In 2007, the California Ocean Protection Council initiated the California Seafloor Mapping Program (CSMP), designed to create a comprehensive seafloor map of high-resolution bathymetry, marine benthic habitats, and geology within the 3-nautical-mile limit of California’s State Waters. The CSMP approach is to create highly detailed seafloor maps through collection, integration, interpretation, and visualization of swath sonar data, acoustic backscatter, seafloor video, seafloor photography, high-resolution seismic-reflection profiles, and bottom-sediment sampling data. The map products display seafloor morphology and character, identify potential marine benthic habitats, and illustrate both the surficial seafloor geology and shallow subsurface geology.
The Offshore of Bolinas map area is located in northern California, on the Pacific Coast of Marin County about 10 kilometers north of the Golden Gate. The town of Bolinas, named after a local indigenous tribe, is the largest population center along this section of coast, with a population of approximately 1,600 people. Bolinas is situated at the end of a southeast-trending terrain on the west side of the San Andreas Fault that also protects a natural harbor. The harbor lies in Bolinas Lagoon, which is separated from Bolinas Bay by a spit. The coastal lands within the Offshore of Bolinas map area lie entirely within the Point Reyes National Seashore, which limits development and allows existing ranching and farming to continue.
The Offshore of Bolinas map area lies offshore of the northwest-trending Coast Ranges, which lie east of, and are roughly parallel to, the San Andreas Fault Zone. The western margin of North America is the only continental margin in the world delineated largely by transform faults such as the San Andreas Fault. The coastal geomorphology is controlled by late Pleistocene to Holocene slip along the fault. Bolinas Bay and Lagoon have formed where a regional depression along the fault zone intersects the coast. A northward bend in the San Andreas Fault to the north, combined with right-lateral movement, has caused regional extension and the formation of a sediment basin on the continental shelf in, and southeast of, Bolinas Bay.
With the exception of the area adjacent to Bolinas Bay, the coast in the map area consists of high coastal bluffs and vertical sea cliffs. The uplifted headland upon which the town of Bolinas is situated is part of a larger uplifted area that includes exposed bedrock offshore. Uplift in this map area has resulted in relatively shallow depths within California’s State Waters (0 to 40 m) and, thus, little accommodation space for sediment accumulation. Sediment is found in the extensional basin southeast of Bolinas, as well as on the shelf offshore of uplifted coastal areas, where, within California’s State Waters, depths can exceed 40 m. Wave energy keeps the uplifted bedrock areas clear of sediment, and rippled sediment in the outer shelf indicates some mobility.

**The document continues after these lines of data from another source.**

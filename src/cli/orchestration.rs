//! Cleanup workflows
//!
//! Each workflow follows the same steps: fetch and prune, enumerate, classify,
//! report, and (only with `apply`) delete. The argument structs mirror the CLI
//! flags but do not depend on clap, so workflows can be driven from tests.

use chrono::{DateTime, Utc};
use log::info;
use std::path::PathBuf;

use crate::analyzer::{
    BranchMergeEngine, BranchReport, RetentionPolicy, TagReport, TagRetentionEngine,
};
use crate::error::{GitTidyError, Result};
use crate::execute::{self, DeletionSummary};
use crate::git::RefSource;
use crate::hosting::MergeStatusSource;
use crate::issues::IssueIndex;
use crate::ui;
use crate::warning::CleanupWarning;

/// Arguments for the tag cleanup workflow
#[derive(Debug, Clone, PartialEq)]
pub struct TagCleanupArgs {
    pub remote: String,
    pub keep: usize,
    pub months: u32,
    pub apply: bool,
}

/// Arguments for the branch cleanup workflow
#[derive(Debug, Clone, PartialEq)]
pub struct BranchCleanupArgs {
    pub remote: String,
    /// Restrict the run to this branch
    pub branch: Option<String>,
    /// Issue export; a missing file disables the issue-safety layer
    pub issues_file: PathBuf,
    /// Extra names that are never deleted
    pub protected: Vec<String>,
    pub apply: bool,
}

/// How a workflow finished
#[derive(Debug, Clone, PartialEq, Eq)]
pub enum RunOutcome {
    /// No deletion candidates
    NothingToDo,
    /// Candidates found but not deleted
    DryRun { candidates: usize },
    /// Deletions were attempted
    Applied(DeletionSummary),
}

impl RunOutcome {
    /// Process exit code: non-zero only when an apply-mode deletion failed.
    pub fn exit_code(&self) -> i32 {
        match self {
            RunOutcome::Applied(summary) if summary.has_failures() => 1,
            _ => 0,
        }
    }
}

/// Fetch and prune, turning a failure into a warning.
fn refresh<R: RefSource>(repo: &R, remote: &str) -> Option<CleanupWarning> {
    ui::display_status(&format!("Fetching and pruning '{}'...", remote));
    match repo.fetch_and_prune(remote) {
        Ok(()) => None,
        Err(e) => Some(CleanupWarning::FetchFailed {
            remote: remote.to_string(),
            reason: e.to_string(),
        }),
    }
}

/// Run the tag retention workflow as of `now`.
pub fn run_tag_cleanup<R: RefSource>(
    repo: &R,
    args: &TagCleanupArgs,
    now: DateTime<Utc>,
) -> Result<(TagReport, RunOutcome)> {
    let mut warnings: Vec<CleanupWarning> = refresh(repo, &args.remote).into_iter().collect();

    let tags = repo.list_tags()?;
    info!("found {} tags", tags.len());

    let engine = TagRetentionEngine::new(RetentionPolicy {
        keep: args.keep,
        months: args.months,
    });
    let mut report = engine.classify(repo, &tags, now);
    warnings.append(&mut report.warnings);
    report.warnings = warnings;

    ui::display_tag_report(&report);

    if report.to_delete.is_empty() {
        ui::display_success("No tags to delete");
        return Ok((report, RunOutcome::NothingToDo));
    }

    if !args.apply {
        ui::display_dry_run_hint();
        let candidates = report.to_delete.len();
        return Ok((report, RunOutcome::DryRun { candidates }));
    }

    ui::display_status(&format!("Deleting {} tags...", report.to_delete.len()));
    let summary = execute::delete_tags(repo, &args.remote, &report.to_delete);
    ui::display_deletion_summary("tags", &summary);
    Ok((report, RunOutcome::Applied(summary)))
}

/// Run the merged-branch workflow.
///
/// Fails without deleting anything if the default branch cannot be resolved
/// or the requested `--branch` does not exist on the remote.
pub fn run_branch_cleanup<R: RefSource, H: MergeStatusSource>(
    repo: &R,
    hosting: &H,
    args: &BranchCleanupArgs,
) -> Result<(BranchReport, RunOutcome)> {
    let mut warnings: Vec<CleanupWarning> = refresh(repo, &args.remote).into_iter().collect();

    let default_branch = repo.resolve_default_branch(&args.remote)?;
    info!("default branch of '{}' is '{}'", args.remote, default_branch);

    let remote_branches = repo.list_remote_branches(&args.remote)?;
    let branches = match &args.branch {
        Some(target) => vec![select_target(&remote_branches, &args.remote, target)?],
        None => remote_branches,
    };

    if let Some(reason) = hosting.unavailable_reason() {
        warnings.push(CleanupWarning::HostingUnavailable { reason });
    }

    let issues = IssueIndex::load(&args.issues_file)?;
    match &issues {
        Some(index) => {
            info!(
                "loaded {} tasks from {}",
                index.len(),
                args.issues_file.display()
            );
            warnings.extend(index.duplicate_warnings());
        }
        None => warnings.push(CleanupWarning::IssuesFileMissing {
            path: args.issues_file.display().to_string(),
        }),
    }

    let mut engine = BranchMergeEngine::new(repo, hosting, args.remote.as_str(), default_branch)
        .with_protected(&args.protected);
    if let Some(index) = &issues {
        engine = engine.with_issues(index);
    }

    let mut report = engine.classify(&branches);
    warnings.append(&mut report.warnings);
    report.warnings = warnings;

    ui::display_branch_report(&report);

    if report.to_delete.is_empty() {
        ui::display_success("No branches to delete");
        return Ok((report, RunOutcome::NothingToDo));
    }

    if !args.apply {
        ui::display_dry_run_hint();
        let candidates = report.to_delete.len();
        return Ok((report, RunOutcome::DryRun { candidates }));
    }

    let names: Vec<&str> = report
        .to_delete
        .iter()
        .map(|(name, _)| name.as_str())
        .collect();
    ui::display_status(&format!("Deleting {} branches...", names.len()));
    let summary = execute::delete_branches(repo, &args.remote, &names);
    ui::display_deletion_summary("branches", &summary);
    Ok((report, RunOutcome::Applied(summary)))
}

/// Resolve a `--branch` argument against the remote branch list.
/// A leading `<remote>/` is accepted and stripped.
fn select_target(remote_branches: &[String], remote: &str, target: &str) -> Result<String> {
    let prefix = format!("{}/", remote);
    let name = target.strip_prefix(&prefix).unwrap_or(target);

    if remote_branches.iter().any(|b| b == name) {
        Ok(name.to_string())
    } else {
        Err(GitTidyError::branch_not_found(format!("{}/{}", remote, name)))
    }
}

Coastal sediment transport in the Offshore of Bolinas map area is characterized by north-to-south littoral transport of sediment that is derived mainly from ephemeral streams and local coastal erosion. Beyond California’s State Waters, canyons that incise the slope have been disconnected from coastal streams by rising sea level, which has risen about 125 m since the lowstand associated with the Last Glacial Maximum about 18,000 to 20,000 years ago. In the map area, no major submarine canyons extend up past the shelf break and into the nearshore to receive littoral drift. The coastline in the map area is characterized as high risk because of its steep cliffs and large-scale landsliding. The sand spit that separates Bolinas Lagoon from Bolinas Bay is highly developed, and its homes are at risk during storms, especially those from the south.
The benthic species observed in the Offshore of Bolinas map area are natives of the cold-temperate biogeographic zone named either the “Oregonian province” or the “northern California ecoregion.” This biogeographic province is maintained by the long-term stability of the southward-flowing California Current, an eastern limb of the North Pacific subtropical gyre that flows from Oregon to Baja California. At its midpoint off central California, the California Current transports subarctic surface (0–500 m deep) waters southward, about 150 to 1,300 km from shore. Seasonal northwesterly winds that are, in part, responsible for the California Current, generate coastal upwelling. The south end of the Oregonian province is at Point Conception (about 425 km south of the map area), although its associated phylogeographic group of marine fauna may extend beyond to the area offshore of Los Angeles in southern California. The ocean off central California has seen a warming over the last 50 years that is driving an ecosystem shift from the productive subarctic regime towards a depopulated subtropical environment.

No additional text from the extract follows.